Les chiffres du chômage sont mauvais. Il fallait bien une réaction forte. Le Président a donc dit ceci : « On n'y serait pas arrivé en Libye sans ténacité… On mettra la même ténacité sur l'emploi ». Cette comparaison osée fait partie d’une panoplie de communication de crise des plus classiques. C’est la tactique dite du « block and bridge ». On construit un pont, dans l’esprit de l’auditoire qui relit un sujet épineux avec un sujet de satisfaction. Le résultat escompté est de donner de l’espoir à l’auditoire qui peut se dire : « ça va mal, mais nous avons devant nous quelqu’un qui peut résoudre des situations inextricables grâce à une méthode et une qualité qu’on lui reconnaît, la ténacité ». Comme souvent, quand une déclaration est le résultat d’une tactique de communication plutôt qu’un argument rationnel, on assiste à un rabais de la politique. Comparer la ténacité qu’il faut pour combattre le chômage à la volonté acharnée dont il a fallu faire preuve pour en finir avec le régime de Kadhafi, c’est une imposture intellectuelle, un peu comme si on assurait que Teddy Riner ou Christophe Lemaitre pouvaient se servir de leur ténacité et de leurs muscles pour résoudre le théorème de Poincaré. C’est effectivement la ténacité et une succession de bonnes décisions qui ont permis au Président de remporter une victoire dans l’affaire de la Lybie. Tout le monde comprendra que ça n’a absolument rien à voir avec le combat contre le chômage. L’un des problèmes du Président -ce qui explique aussi, sans doute, que malgré ce succès en Lybie, il n’arrive pas à se dépêtrer de son impopularité- est aussi à chercher dans cette propension élyséenne à vouloir toucher rapidement les bénéfices politiques d’une opération réussie, à souligner lourdement et crânement ses succès.

L’opinion est aussi plus sensible aux résultats sur le front du chômage que sur celui de la Lybie !

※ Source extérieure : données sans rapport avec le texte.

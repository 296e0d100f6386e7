//! InMemory Enrollment Repository 実装

use async_trait::async_trait;

use crate::domain::{Enrollment, EnrollmentRepository, RepositoryError, UserId};

use super::database::InMemoryDatabase;

/// インメモリ Enrollment Repository 実装
pub struct InMemoryEnrollmentRepository {
    db: InMemoryDatabase,
}

impl InMemoryEnrollmentRepository {
    /// 新しい InMemoryEnrollmentRepository を作成
    pub fn new(db: InMemoryDatabase) -> Self {
        Self { db }
    }
}

#[async_trait]
impl EnrollmentRepository for InMemoryEnrollmentRepository {
    async fn find_with_address_by_user_id(
        &self,
        user_id: UserId,
    ) -> Result<Option<Enrollment>, RepositoryError> {
        let tables = self.db.read().await;
        let Some(row) = tables
            .enrollments
            .values()
            .find(|row| row.user_id == user_id)
        else {
            return Ok(None);
        };

        let address = tables
            .addresses
            .values()
            .find(|address| address.enrollment_id == row.id)
            .cloned();
        Ok(Some(row.clone().into_enrollment(address)))
    }
}
//! Repository パターンの実装
//!
//! ドメイン層が定義する Repository trait の具体的な実装を提供します。
//! UseCase 層は trait（ドメイン層）に依存し、この実装に直接依存しません（依存性の逆転）。

pub mod inmemory;

pub use inmemory::{
    InMemoryDatabase, InMemoryEnrollmentRepository, InMemoryHotelRepository,
    InMemoryTicketRepository,
};
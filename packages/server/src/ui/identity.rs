//! Caller identity.
//!
//! Authentication happens upstream. Whatever authenticates the request puts a
//! [`UserId`] into the request extensions, and handlers read it back through
//! [`AuthenticatedUser`] without revalidating it.

use axum::{
    extract::{FromRequestParts, Request},
    http::{StatusCode, request::Parts},
    middleware::Next,
    response::Response,
};

use crate::domain::UserId;

/// Header carrying the user id set by an authenticating gateway
pub const USER_ID_HEADER: &str = "x-user-id";

/// Extractor for the user resolved by the upstream identity layer.
///
/// Rejects with `401 Unauthorized` when no identity is present.
#[derive(Debug, Clone, Copy, PartialEq, Eq)]
pub struct AuthenticatedUser(UserId);

impl AuthenticatedUser {
    pub fn id(&self) -> UserId {
        self.0
    }
}

impl<S> FromRequestParts<S> for AuthenticatedUser
where
    S: Send + Sync,
{
    type Rejection = StatusCode;

    async fn from_request_parts(parts: &mut Parts, _state: &S) -> Result<Self, Self::Rejection> {
        parts
            .extensions
            .get::<UserId>()
            .copied()
            .map(Self)
            .ok_or(StatusCode::UNAUTHORIZED)
    }
}

/// Middleware that trusts the `x-user-id` header.
///
/// Meant to run behind a gateway that authenticates the caller and strips any
/// client-supplied copy of the header. A missing or malformed header leaves
/// the request without an identity.
pub async fn trusted_user_header(mut request: Request, next: Next) -> Response {
    let user_id = request
        .headers()
        .get(USER_ID_HEADER)
        .and_then(|value| value.to_str().ok())
        .and_then(|value| value.parse::<UserId>().ok());

    match user_id {
        Some(user_id) => {
            request.extensions_mut().insert(user_id);
        }
        None if request.headers().contains_key(USER_ID_HEADER) => {
            tracing::warn!("Ignoring malformed {} header", USER_ID_HEADER);
        }
        None => {}
    }

    next.run(request).await
}
//! Core domain models for hotel access.

use serde::{Deserialize, Serialize};

use super::{
    access::{HotelAccess, IneligibleReason},
    value_object::{
        AddressId, EnrollmentId, HotelId, RoomId, TicketId, TicketTypeId, Timestamp, UserId,
    },
};

/// Registered account
#[derive(Debug, Clone, PartialEq, Eq, Serialize, Deserialize)]
pub struct User {
    pub id: UserId,
    pub email: String,
    pub created_at: Timestamp,
    pub updated_at: Timestamp,
}

/// Personal profile of a user, prerequisite for buying a ticket
#[derive(Debug, Clone, PartialEq, Eq, Serialize, Deserialize)]
pub struct Enrollment {
    pub id: EnrollmentId,
    pub name: String,
    /// Brazilian taxpayer registry number
    pub cpf: String,
    pub birthday: Timestamp,
    pub phone: String,
    pub user_id: UserId,
    /// Postal address, loaded together with the enrollment
    pub address: Option<Address>,
    pub created_at: Timestamp,
    pub updated_at: Timestamp,
}

/// Postal address of an enrollment
#[derive(Debug, Clone, PartialEq, Eq, Serialize, Deserialize)]
pub struct Address {
    pub id: AddressId,
    pub cep: String,
    pub street: String,
    pub city: String,
    pub state: String,
    pub number: String,
    pub neighborhood: String,
    pub address_detail: Option<String>,
    pub enrollment_id: EnrollmentId,
    pub created_at: Timestamp,
    pub updated_at: Timestamp,
}

/// Class of ticket
#[derive(Debug, Clone, PartialEq, Eq, Serialize, Deserialize)]
pub struct TicketType {
    pub id: TicketTypeId,
    pub name: String,
    pub price: i32,
    pub is_remote: bool,
    pub includes_hotel: bool,
    pub created_at: Timestamp,
    pub updated_at: Timestamp,
}

/// Payment status of a ticket
#[derive(Debug, Clone, Copy, PartialEq, Eq, Serialize, Deserialize)]
#[serde(rename_all = "SCREAMING_SNAKE_CASE")]
pub enum TicketStatus {
    Reserved,
    Paid,
}

/// Purchase record linking an enrollment to a ticket type
#[derive(Debug, Clone, PartialEq, Eq, Serialize, Deserialize)]
pub struct Ticket {
    pub id: TicketId,
    pub enrollment_id: EnrollmentId,
    pub status: TicketStatus,
    /// Ticket type, always joined when a ticket is loaded
    pub ticket_type: TicketType,
    pub created_at: Timestamp,
    pub updated_at: Timestamp,
}

impl Ticket {
    /// Evaluate whether this ticket grants access to hotel data.
    ///
    /// Clauses are checked in order: payment status, remote flag, hotel
    /// inclusion. The first failing clause is reported.
    pub fn hotel_access(&self) -> HotelAccess {
        if self.status == TicketStatus::Reserved {
            return HotelAccess::Ineligible(IneligibleReason::TicketNotPaid);
        }
        if self.ticket_type.is_remote {
            return HotelAccess::Ineligible(IneligibleReason::RemoteEvent);
        }
        if !self.ticket_type.includes_hotel {
            return HotelAccess::Ineligible(IneligibleReason::HotelNotIncluded);
        }
        HotelAccess::Eligible
    }
}

/// Hotel offered to eligible ticket holders
#[derive(Debug, Clone, PartialEq, Eq, Serialize, Deserialize)]
pub struct Hotel {
    pub id: HotelId,
    pub name: String,
    /// Image URL
    pub image: String,
    pub created_at: Timestamp,
    pub updated_at: Timestamp,
}

/// Room of a hotel
#[derive(Debug, Clone, PartialEq, Eq, Serialize, Deserialize)]
pub struct Room {
    pub id: RoomId,
    pub name: String,
    pub capacity: i32,
    pub hotel_id: HotelId,
    pub created_at: Timestamp,
    pub updated_at: Timestamp,
}

/// Hotel loaded together with its rooms
#[derive(Debug, Clone, PartialEq, Eq, Serialize, Deserialize)]
pub struct HotelWithRooms {
    pub hotel: Hotel,
    pub rooms: Vec<Room>,
}

#[cfg(test)]
mod tests {
    use super::*;

    fn ticket(status: TicketStatus, is_remote: bool, includes_hotel: bool) -> Ticket {
        let now = Timestamp::new(1000);
        Ticket {
            id: TicketId::new(1).unwrap(),
            enrollment_id: EnrollmentId::new(1).unwrap(),
            status,
            ticket_type: TicketType {
                id: TicketTypeId::new(1).unwrap(),
                name: "Presencial + Hotel".to_string(),
                price: 600,
                is_remote,
                includes_hotel,
                created_at: now,
                updated_at: now,
            },
            created_at: now,
            updated_at: now,
        }
    }

    #[test]
    fn test_paid_in_person_ticket_with_hotel_is_eligible() {
        // テスト項目: 支払い済み・対面・ホテル込みのチケットはアクセス可能
        // given (前提条件):
        let ticket = ticket(TicketStatus::Paid, false, true);

        // when (操作):
        let access = ticket.hotel_access();

        // then (期待する結果):
        assert_eq!(access, HotelAccess::Eligible);
    }

    #[test]
    fn test_reserved_ticket_is_ineligible_regardless_of_type() {
        // テスト項目: 未払いのチケットはチケット種別に関係なくアクセス不可
        for (is_remote, includes_hotel) in [(false, true), (true, true), (false, false), (true, false)] {
            // given (前提条件):
            let ticket = ticket(TicketStatus::Reserved, is_remote, includes_hotel);

            // when (操作):
            let access = ticket.hotel_access();

            // then (期待する結果):
            assert_eq!(
                access,
                HotelAccess::Ineligible(IneligibleReason::TicketNotPaid)
            );
        }
    }

    #[test]
    fn test_remote_ticket_is_ineligible_even_with_hotel() {
        // テスト項目: オンラインのチケットはホテル込みでもアクセス不可
        let ticket = ticket(TicketStatus::Paid, true, true);

        assert_eq!(
            ticket.hotel_access(),
            HotelAccess::Ineligible(IneligibleReason::RemoteEvent)
        );
    }

    #[test]
    fn test_ticket_without_hotel_is_ineligible() {
        // テスト項目: ホテルを含まないチケットはアクセス不可
        let ticket = ticket(TicketStatus::Paid, false, false);

        assert_eq!(
            ticket.hotel_access(),
            HotelAccess::Ineligible(IneligibleReason::HotelNotIncluded)
        );
    }

    #[test]
    fn test_ticket_status_serializes_in_upper_case() {
        // テスト項目: チケットステータスは大文字でシリアライズされる
        assert_eq!(
            serde_json::to_string(&TicketStatus::Reserved).unwrap(),
            "\"RESERVED\""
        );
        assert_eq!(serde_json::to_string(&TicketStatus::Paid).unwrap(), "\"PAID\"");
    }
}
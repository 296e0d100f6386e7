//! UseCase 層のエラー定義

use std::fmt;

use thiserror::Error;

use crate::domain::{IneligibleReason, RepositoryError};

/// ホテル関連ユースケースのエラー
///
/// 失敗の種類は 3 つに閉じている。UI 層はこの enum をステータスコードに変換する。
#[derive(Debug, Error, Clone, PartialEq, Eq)]
pub enum HotelError {
    /// 必要なリソース（申込、チケット、ホテル）が存在しない
    #[error("{0} not found")]
    NotFound(MissingResource),

    /// チケットがホテルの閲覧条件を満たさない
    #[error("cannot find a valid ticket to get hotel: {0}")]
    CannotFindAValidTicketToGetHotel(IneligibleReason),

    /// ストアの失敗
    #[error(transparent)]
    Repository(#[from] RepositoryError),
}

/// 見つからなかったリソース
#[derive(Debug, Clone, Copy, PartialEq, Eq)]
pub enum MissingResource {
    Enrollment,
    Ticket,
    Hotel,
}

impl fmt::Display for MissingResource {
    fn fmt(&self, f: &mut fmt::Formatter<'_>) -> fmt::Result {
        let name = match self {
            Self::Enrollment => "enrollment",
            Self::Ticket => "ticket",
            Self::Hotel => "hotel",
        };
        f.write_str(name)
    }
}
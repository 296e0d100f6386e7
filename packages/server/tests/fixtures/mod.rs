//! Shared helpers for HTTP integration tests.

#![allow(dead_code)]

use std::{net::SocketAddr, sync::Arc};

use async_trait::async_trait;
use lodging_server::{
    domain::{
        CreateAddress, CreateEnrollment, CreateHotel, CreateRoom, CreateTicket, CreateTicketType,
        CreateUser, Enrollment, Hotel, HotelId, HotelRepository, HotelWithRooms, RepositoryError,
        Room, Ticket, TicketStatus, TicketType, Timestamp, User, UserId,
    },
    infrastructure::repository::{
        InMemoryDatabase, InMemoryEnrollmentRepository, InMemoryTicketRepository,
    },
    ui::{AppState, USER_ID_HEADER, build_app},
};
use tokio::{net::TcpListener, task::JoinHandle};

/// In-process server bound to an ephemeral port
pub struct TestServer {
    addr: SocketAddr,
    pub db: InMemoryDatabase,
    client: reqwest::Client,
    handle: JoinHandle<()>,
}

impl TestServer {
    /// Start a server backed by a fresh in-memory database
    pub async fn start() -> Self {
        let db = InMemoryDatabase::new();
        let state = Arc::new(AppState::in_memory(db.clone()));
        Self::start_with_state(db, state).await
    }

    /// Start a server whose hotel repository always fails
    pub async fn start_with_failing_hotels() -> Self {
        let db = InMemoryDatabase::new();
        let state = Arc::new(AppState::new(
            Arc::new(InMemoryEnrollmentRepository::new(db.clone())),
            Arc::new(InMemoryTicketRepository::new(db.clone())),
            Arc::new(FailingHotelRepository),
        ));
        Self::start_with_state(db, state).await
    }

    async fn start_with_state(db: InMemoryDatabase, state: Arc<AppState>) -> Self {
        let listener = TcpListener::bind("127.0.0.1:0")
            .await
            .expect("Failed to bind test listener");
        let addr = listener.local_addr().expect("Failed to read local address");
        let app = build_app(state);
        let handle = tokio::spawn(async move {
            axum::serve(listener, app).await.expect("Test server failed");
        });

        Self {
            addr,
            db,
            client: reqwest::Client::new(),
            handle,
        }
    }

    pub fn base_url(&self) -> String {
        format!("http://{}", self.addr)
    }

    /// GET without identity
    pub async fn get_anonymous(&self, path: &str) -> reqwest::Response {
        self.client
            .get(format!("{}{}", self.base_url(), path))
            .send()
            .await
            .expect("Failed to send request")
    }

    /// GET as the given user
    pub async fn get_as(&self, user_id: UserId, path: &str) -> reqwest::Response {
        self.get_with_identity(&user_id.to_string(), path).await
    }

    /// GET with a raw identity header value
    pub async fn get_with_identity(&self, identity: &str, path: &str) -> reqwest::Response {
        self.client
            .get(format!("{}{}", self.base_url(), path))
            .header(USER_ID_HEADER, identity)
            .send()
            .await
            .expect("Failed to send request")
    }

    pub async fn create_user(&self) -> User {
        self.db
            .insert_user(CreateUser {
                email: format!("user{}@example.com", self.addr.port()),
            })
            .await
            .expect("Failed to create user")
    }

    pub async fn create_enrollment_with_address(&self, user: &User) -> Enrollment {
        let enrollment = self
            .db
            .insert_enrollment(CreateEnrollment {
                user_id: user.id,
                name: "lulu".to_string(),
                cpf: "77876066496".to_string(),
                birthday: Timestamp::new(1_675_043_954_048),
                phone: "(21)98559-9999".to_string(),
            })
            .await
            .expect("Failed to create enrollment");
        self.db
            .insert_address(CreateAddress {
                enrollment_id: enrollment.id,
                cep: "87020-260".to_string(),
                street: "Rua Secreta".to_string(),
                city: "Maringá".to_string(),
                state: "PR".to_string(),
                number: "1001".to_string(),
                neighborhood: "Centro".to_string(),
                address_detail: None,
            })
            .await
            .expect("Failed to create address");
        enrollment
    }

    pub async fn create_ticket_type(&self, is_remote: bool, includes_hotel: bool) -> TicketType {
        self.db
            .insert_ticket_type(CreateTicketType {
                name: "tipo1".to_string(),
                price: 22,
                is_remote,
                includes_hotel,
            })
            .await
            .expect("Failed to create ticket type")
    }

    pub async fn create_ticket(
        &self,
        enrollment: &Enrollment,
        ticket_type: &TicketType,
        status: TicketStatus,
    ) -> Ticket {
        self.db
            .insert_ticket(CreateTicket {
                enrollment_id: enrollment.id,
                ticket_type_id: ticket_type.id,
                status,
            })
            .await
            .expect("Failed to create ticket")
    }

    /// User with an enrollment and a ticket of the given kind
    pub async fn create_ticket_holder(
        &self,
        status: TicketStatus,
        is_remote: bool,
        includes_hotel: bool,
    ) -> User {
        let user = self.create_user().await;
        let enrollment = self.create_enrollment_with_address(&user).await;
        let ticket_type = self.create_ticket_type(is_remote, includes_hotel).await;
        self.create_ticket(&enrollment, &ticket_type, status).await;
        user
    }

    pub async fn create_hotel(&self, name: &str) -> Hotel {
        self.db
            .insert_hotel(CreateHotel {
                name: name.to_string(),
                image: format!("https://example.com/{name}.png"),
            })
            .await
            .expect("Failed to create hotel")
    }

    pub async fn create_room(&self, hotel: &Hotel, name: &str, capacity: i32) -> Room {
        self.db
            .insert_room(CreateRoom {
                hotel_id: hotel.id,
                name: name.to_string(),
                capacity,
            })
            .await
            .expect("Failed to create room")
    }
}

impl Drop for TestServer {
    fn drop(&mut self) {
        self.handle.abort();
    }
}

/// Hotel repository standing in for an unreachable store
pub struct FailingHotelRepository;

#[async_trait]
impl HotelRepository for FailingHotelRepository {
    async fn find_all(&self) -> Result<Vec<Hotel>, RepositoryError> {
        Err(RepositoryError::Unavailable("connection refused".to_string()))
    }

    async fn find_with_rooms(
        &self,
        _hotel_id: HotelId,
    ) -> Result<Option<HotelWithRooms>, RepositoryError> {
        Err(RepositoryError::Unavailable("connection refused".to_string()))
    }
}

Bien sûr, et donc la comparaison a quelque chose d’indécent. Cette mise en regard du chômage et de la Lybie par le biais de la ténacité nécessaire signifie aussi que pour régler la question du chômage, il faut être tenace. Là encore, c’est un rabais de la politique. L’efficacité de la lutte contre le chômage relève moins de la volonté ou de la ténacité que de choix politiques. Personne ne peut affirmer que l’échec successif de tant de gouvernements sur le front de l’emploi est le résultat d’un manque de volonté ! Tous les présidents depuis Valéry Giscard d’Estaing, tous les premier ministres depuis Raymond Barre on répété que leur première priorité c’était l’emploi, rien que l’emploi ! La volonté et la ténacité sont là, depuis plus de 30 ans sur ces questions, le chômage est toujours le premier problème des Français, parfois jusqu’au désespoir… On se souvient du désastreux « on a tout essayé » de François Mitterrand. Ce qui manque, ce sont bien des solutions politiques. On assiste d’ailleurs au grand retour des emplois aidés qui avaient marché autour des années 2000. Emplois aidés tant décriés pendant la campagne de 2007. Xavier Bertrand, le ministre travail en a promis 20.000 d’ici la fin de l’année. Finalement, à l’inverse de sa comparaison avec la Lybie, Nicolas Sarkozy, pour combattre le chômage est en train de changer de politique. Ce faisant, il ne fait pas particulièrement preuve de ténacité mais plutôt de versatilité, si l’on veut être critique, ou alors de pragmatisme si l’on est bienveillant.